• TASK GOAL: Show each line of the records in which the word "crate" occurs.

(Stored data)

========================

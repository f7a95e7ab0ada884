//! Data-source collaborators
//!
//! The backup engine only needs one capability from the database: "fetch every
//! record in `[start, end)`", with failures classified as transient or
//! terminal. `InfluxSource` implements it against the InfluxDB 0.8 HTTP API.

pub mod influx;

pub use influx::{list_databases, InfluxSource};

use async_trait::async_trait;
use chrono::{DateTime, Utc};

use crate::error::Result;
use crate::models::RecordSet;

/// Range-query interface the backup engine fetches windows through
///
/// Errors must be classified: `BackupError::Transient` for failures worth
/// retrying and `BackupError::Terminal` for failures retrying cannot fix.
#[async_trait]
pub trait DataSource: Send + Sync {
    /// Fetch all records with timestamps in `[start, end)`.
    async fn query_range(&self, start: DateTime<Utc>, end: DateTime<Utc>) -> Result<RecordSet>;

    /// Check the source is reachable before any window is dispatched.
    ///
    /// A failure here aborts the run with `BackupError::Unavailable`.
    async fn probe(&self) -> Result<()> {
        Ok(())
    }
}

========================

• ANSWER TO THIS EXERCISE:
use crate::error::Result;
use crate::models::RecordSet;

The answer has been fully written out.